This was taken on a winter morning in Sundarbans |
Raise your hand if you, like me, associate silence with sound. How many times have you noticed the silence in a room because you heard a clock ticking? Or because you heard your own breath – in, out; in, out?
My grandma’s home had one of those old pendulum clocks. It had a black frame with a round, cobalt blue dial if I remember correctly. The pendulum was metallic and had little flowers etched on the shiny circular bob. It gave out a basic ding ding every hour, and one note for the half hour. It had to be wound everyday – the key was kept on a small shelf provided near the dial.
When we cousins stayed at grandma’s for hols, my uncle made a big deal of the clock-winding. The clock was high up on the wall, and he’d stand on a foldable aluminium chair. We kids would gather around, looking up, mouth open, eyes like dinner plates. With every turn of the clock key, uncle would huff and puff and wipe his brow and tell us, ‘You need a lot of strength to do this. Now drink up your milk.’
The clock had an unusually loud tick-tock. On those summer afternoons, with lunch done, straw mats would be rolled out on the red-oxide floor, cotton-filled pillows in home-stitched covers would be thrown around and we’d settle down for siesta. Within a few minutes, the tick-tock would grow louder, louder. Folded news papers and bamboo fans (beesanige) would rustle and whisper as the elders fanned us and fanned themselves. Thumbs would find way into mouths, eyes would droop and the world would cease to exist.
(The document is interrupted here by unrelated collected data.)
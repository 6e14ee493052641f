use std::collections::HashMap;
use std::io::BufReader;
use std::path::Path;

use anyhow::Result;
use glam::Vec3;

/// One unique `(position, texcoord)` vertex, attribute-packed as
/// `[x, y, z, u, v]` — five floats, matching the VAO's attribute stride.
#[derive(Debug, Clone, Copy, PartialEq)]
struct Vertex {
    position: [f32; 3],
    texcoord: [f32; 2],
}

impl Eq for Vertex {}
impl std::hash::Hash for Vertex {
    fn hash<H: std::hash::Hasher>(&self, state: &mut H) {
        for f in self.position.iter().chain(self.texcoord.iter()) {
            f.to_bits().hash(state);
        }
    }
}

/// A bounding sphere (center + radius) computed from a mesh's vertex set.
#[derive(Debug, Clone, Copy)]
pub struct BoundingSphere {
    pub center: Vec3,
    pub radius: f32,
}

/// A loaded triangle mesh: deduplicated vertex attribute data (position +
/// texcoord, 5 floats per vertex), a triangle-list index buffer, a
/// bounding sphere, and the diffuse texture path resolved from its
/// material, if any.
pub struct Mesh {
    pub vertices: Vec<f32>,
    pub indices: Vec<u32>,
    pub bounding_sphere: BoundingSphere,
    pub diffuse_texture_path: Option<std::path::PathBuf>,
}

impl Mesh {
    pub const ATTRIBUTE_STRIDE: u32 = 5;

    pub fn vertex_bytes(&self) -> &[u8] {
        bytemuck_cast(&self.vertices)
    }

    pub fn index_bytes(&self) -> &[u8] {
        bytemuck_cast(&self.indices)
    }
}

fn bytemuck_cast<T>(data: &[T]) -> &[u8] {
    unsafe { std::slice::from_raw_parts(data.as_ptr() as *const u8, std::mem::size_of_val(data)) }
}

fn bounding_sphere(vertices: &[Vertex]) -> BoundingSphere {
    let mut center = Vec3::ZERO;
    for v in vertices {
        center += Vec3::from(v.position);
    }
    center /= vertices.len().max(1) as f32;

    let radius = vertices
        .iter()
        .map(|v| (Vec3::from(v.position) - center).length())
        .fold(0.0f32, f32::max);

    BoundingSphere { center, radius }
}

/// Load the first mesh of an OBJ file (with its MTL, if present),
/// flipping the texcoord v-axis to the top-to-bottom convention the rest
/// of the pipeline uses, and deduplicating shared vertices via a
/// hashmap, the same way the teacher's model loader does for its vertex
/// format.
pub fn load_obj(path: impl AsRef<Path>) -> Result<Mesh> {
    let path = path.as_ref();
    let file = std::fs::File::open(path)?;
    let mut reader = BufReader::new(file);

    let (models, materials) = tobj::load_obj_buf(
        &mut reader,
        &tobj::GPU_LOAD_OPTIONS,
        |mtl_path| {
            let dir = path.parent().unwrap_or_else(|| Path::new("."));
            tobj::load_mtl(dir.join(mtl_path))
        },
    )?;

    let mut unique: HashMap<Vertex, u32> = HashMap::new();
    let mut vertices = Vec::new();
    let mut indices = Vec::new();

    for model in &models {
        let mesh = &model.mesh;
        for &index in &mesh.indices {
            let i = index as usize;
            let position = [mesh.positions[3 * i], mesh.positions[3 * i + 1], mesh.positions[3 * i + 2]];
            let texcoord = if mesh.texcoords.is_empty() {
                [0.0, 0.0]
            } else {
                [mesh.texcoords[2 * i], 1.0 - mesh.texcoords[2 * i + 1]]
            };
            let vertex = Vertex { position, texcoord };

            let vertex_index = *unique.entry(vertex).or_insert_with(|| {
                let idx = (vertices.len() / Mesh::ATTRIBUTE_STRIDE as usize) as u32;
                vertices.extend_from_slice(&position);
                vertices.extend_from_slice(&texcoord);
                idx
            });
            indices.push(vertex_index);
        }
    }

    let unique_vertices: Vec<Vertex> = unique.into_iter().map(|(v, _)| v).collect();
    let sphere = bounding_sphere(&unique_vertices);

    let diffuse_texture_path = materials.ok().and_then(|mats| mats.into_iter().next()).and_then(|mat| mat.diffuse_texture).map(|name| {
        path.parent().unwrap_or_else(|| Path::new(".")).join(name)
    });

    Ok(Mesh {
        vertices,
        indices,
        bounding_sphere: sphere,
        diffuse_texture_path,
    })
}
On days when I missed school due to flu, the silence of the mornings was different. Although it is unimaginable now, those days our street rarely had traffic. We did have the occasional cyclist, or an auto rickshaw, or a bullock cart or even a tonga. But those were fleeting sounds – the clip-clop of a weary horse, or the janjan of jingles tied to the horns of the oxen. By ten in the morning, the sun would turn from golden to white and the road would lay deserted, the tar baking in silence - children at school, fathers at work and mothers going about their chores. There was no T.V. and the All India Radio morning programs ended by nine-thirty.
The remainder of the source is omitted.